● **Data items**:
= Beginning of Section =
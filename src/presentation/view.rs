use ratatui::{
    Frame,
    layout::{Constraint, Direction, Layout, Position, Rect},
    widgets::Block,
};

use crate::form::{FieldIcon, RenderTree};

use super::components::{render_footer, render_gallery, render_header};
use super::field::FieldLayout;
use super::theme::Theme;

/// One story as the demo page shows it.
pub struct GalleryItem<'a> {
    pub title: &'a str,
    pub description: Option<&'a str>,
    pub tree: RenderTree,
}

pub struct PageContext<'a> {
    pub title: &'a str,
    pub theme: &'a Theme,
    pub items: &'a [GalleryItem<'a>],
    pub focused: usize,
    pub scroll: usize,
    pub tick: usize,
    pub status_message: &'a str,
    pub help: Option<&'a str>,
}

/// Where each visible field ended up; used to route mouse clicks.
#[derive(Debug, Clone, Default)]
pub struct PageLayout {
    pub body: Rect,
    pub fields: Vec<(usize, FieldLayout)>,
}

/// What a click at some cell lands on.
#[derive(Debug, Clone, Copy, PartialEq, Eq)]
pub enum PageHit {
    Field(usize),
    Icon(usize, FieldIcon),
}

impl PageLayout {
    pub fn hit(&self, position: Position) -> Option<PageHit> {
        self.fields.iter().find_map(|(index, layout)| {
            if let Some(icon) = layout.icon_at(position) {
                Some(PageHit::Icon(*index, icon))
            } else if layout.contains(position) {
                Some(PageHit::Field(*index))
            } else {
                None
            }
        })
    }
}

/// Body rows available to the gallery for a frame of the given size.
pub fn body_area(area: Rect) -> Rect {
    page_chunks(area)[1]
}

fn page_chunks(area: Rect) -> std::rc::Rc<[Rect]> {
    Layout::default()
        .direction(Direction::Vertical)
        .constraints([
            Constraint::Length(3),
            Constraint::Min(5),
            Constraint::Length(3),
        ])
        .split(area)
}

pub fn draw(frame: &mut Frame<'_>, ctx: PageContext<'_>) -> PageLayout {
    frame.render_widget(Block::default().style(ctx.theme.page()), frame.area());
    let chunks = page_chunks(frame.area());

    render_header(frame, chunks[0], &ctx);
    let fields = render_gallery(frame, chunks[1], &ctx);
    render_footer(frame, chunks[2], &ctx);

    PageLayout {
        body: chunks[1],
        fields,
    }
}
= End of Section =
● **TASK TO CARRY OUT**: Scan the lines above for the word "else". Return each one that has it.

● **YOUR RESPONSE**:
            } else if layout.contains(position) {
            } else {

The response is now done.